You do a lot of "he looked at", "he listened to", "he thought about". These clauses are passive clutter and can often be eliminated. "He looked at the cat (etc.)" vs. "The cat sprawled out ahead of him, lazy and oblivious." Try to show us things through the character's senses rather than reporting what the character senses; it brings us closer to the character.

M. Propagandalf posted:

"Gotcha!" Alex shouted triumphantly.

loving ouch. 'Shouted' is irrelevant here since you're already using an exclamation point, and we can tell that it's triumphant from context. You could just chop this entire attribution as there's no other speaking characters until Dad shows up 400 words later.

Work on cleaning up your mechanics. You hit the prompt perfectly and the story's structure and pacing sound much like a personal anecdote. Well done. A leaner, cleaner version of this could very well have been a contender, in my book.

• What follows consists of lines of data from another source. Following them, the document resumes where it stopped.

// ==================== Payments ====================

#[async_trait]
impl Table<Payment> for PgGateway {
    async fn list(&self) -> GatewayResult<Vec<Payment>> {
        let rows = sqlx::query_as::<_, Payment>(
            "SELECT p.id, p.customer_id, cu.name AS customer_name, p.amount, p.method, p.paid_at
             FROM payments p
             JOIN customers cu ON cu.id = p.customer_id
             ORDER BY p.paid_at DESC, p.id DESC",
        )
        .fetch_all(&self.pool)
        .await?;
        Ok(rows)
    }

    async fn get(&self, id: i64) -> GatewayResult<Option<Payment>> {
        let row = sqlx::query_as::<_, Payment>(
            "SELECT p.id, p.customer_id, cu.name AS customer_name, p.amount, p.method, p.paid_at
             FROM payments p
             JOIN customers cu ON cu.id = p.customer_id
             WHERE p.id = $1",
        )
        .bind(id)
        .fetch_optional(&self.pool)
        .await?;
        Ok(row)
    }

    async fn insert(&self, draft: &PaymentDraft) -> GatewayResult<Payment> {
        let row = sqlx::query_as::<_, Payment>(
            "WITH saved AS (
                INSERT INTO payments (customer_id, amount, method)
                VALUES ($1, $2, $3)
                RETURNING *
             )
             SELECT saved.id, saved.customer_id, cu.name AS customer_name,
                    saved.amount, saved.method, saved.paid_at
             FROM saved JOIN customers cu ON cu.id = saved.customer_id",
        )
        .bind(draft.customer_id)
        .bind(draft.amount)
        .bind(draft.method)
        .fetch_one(&self.pool)
        .await?;
        Ok(row)
    }

    async fn update(&self, id: i64, draft: &PaymentDraft) -> GatewayResult<Option<Payment>> {
        let row = sqlx::query_as::<_, Payment>(
            "WITH saved AS (
                UPDATE payments SET customer_id = $1, amount = $2, method = $3
                WHERE id = $4
                RETURNING *
             )
             SELECT saved.id, saved.customer_id, cu.name AS customer_name,
                    saved.amount, saved.method, saved.paid_at
             FROM saved JOIN customers cu ON cu.id = saved.customer_id",
        )
        .bind(draft.customer_id)
        .bind(draft.amount)
        .bind(draft.method)
        .bind(id)
        .fetch_optional(&self.pool)
        .await?;
        Ok(row)
    }

    async fn delete(&self, id: i64) -> GatewayResult<bool> {
        let result = sqlx::query("DELETE FROM payments WHERE id = $1")
            .bind(id)
            .execute(&self.pool)
            .await?;
        Ok(result.rows_affected() > 0)
    }
}

// ==================== Products ====================

#[async_trait]
impl Table<Product> for PgGateway {
    async fn list(&self) -> GatewayResult<Vec<Product>> {
        let rows = sqlx::query_as::<_, Product>(
            "SELECT id, name, description, price, stock, min_stock, category, created_at
             FROM products ORDER BY name, id",
        )
        .fetch_all(&self.pool)
        .await?;
        Ok(rows)
    }

    async fn get(&self, id: i64) -> GatewayResult<Option<Product>> {
        let row = sqlx::query_as::<_, Product>(
            "SELECT id, name, description, price, stock, min_stock, category, created_at
             FROM products WHERE id = $1",
        )
        .bind(id)
        .fetch_optional(&self.pool)
        .await?;
        Ok(row)
    }

    async fn insert(&self, draft: &ProductDraft) -> GatewayResult<Product> {
        let row = sqlx::query_as::<_, Product>(
            "INSERT INTO products (name, description, price, stock, min_stock, category)
             VALUES ($1, $2, $3, $4, $5, $6)
             RETURNING id, name, description, price, stock, min_stock, category, created_at",
        )
        .bind(draft.name.trim())
        .bind(&draft.description)
        .bind(draft.price)
        .bind(draft.stock)
        .bind(draft.min_stock)
        .bind(draft.category.trim())
        .fetch_one(&self.pool)
        .await?;
        Ok(row)
    }

    async fn update(&self, id: i64, draft: &ProductDraft) -> GatewayResult<Option<Product>> {
        let row = sqlx::query_as::<_, Product>(
            "UPDATE products SET
                name = $1, description = $2, price = $3, stock = $4, min_stock = $5, category = $6
             WHERE id = $7
             RETURNING id, name, description, price, stock, min_stock, category, created_at",
        )
        .bind(draft.name.trim())
        .bind(&draft.description)
        .bind(draft.price)
        .bind(draft.stock)
        .bind(draft.min_stock)
        .bind(draft.category.trim())
        .bind(id)
        .fetch_optional(&self.pool)
        .await?;
        Ok(row)
    }

    async fn delete(&self, id: i64) -> GatewayResult<bool> {
        let result = sqlx::query("DELETE FROM products WHERE id = $1")
            .bind(id)
            .execute(&self.pool)
            .await?;
        Ok(result.rows_affected() > 0)
    }
}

If This Story Were a GBS Thread, It Would Live on Page: None. It got sent to e/n, but it's in the top ten there.

--

Whalley - Ramonacoaster

Harsh.

Your word choices are alien. Mona feels robotic the entire time and, for most of the story, you're sitting there swatting me in the face with backstory and exposition. Why is Mona afraid of roller coasters? Why do they fascinate her? At no point do I get the sense that there's something working beneath the surface here, that there's some emotional subtext I'm missing. No, some girl loves coasters, her nephews drag her on one, and she dies.

You also do the same thing Besesoth did - the so-obvious-it's-not-a-twist twist ending. Only this time it's abrupt and accidental.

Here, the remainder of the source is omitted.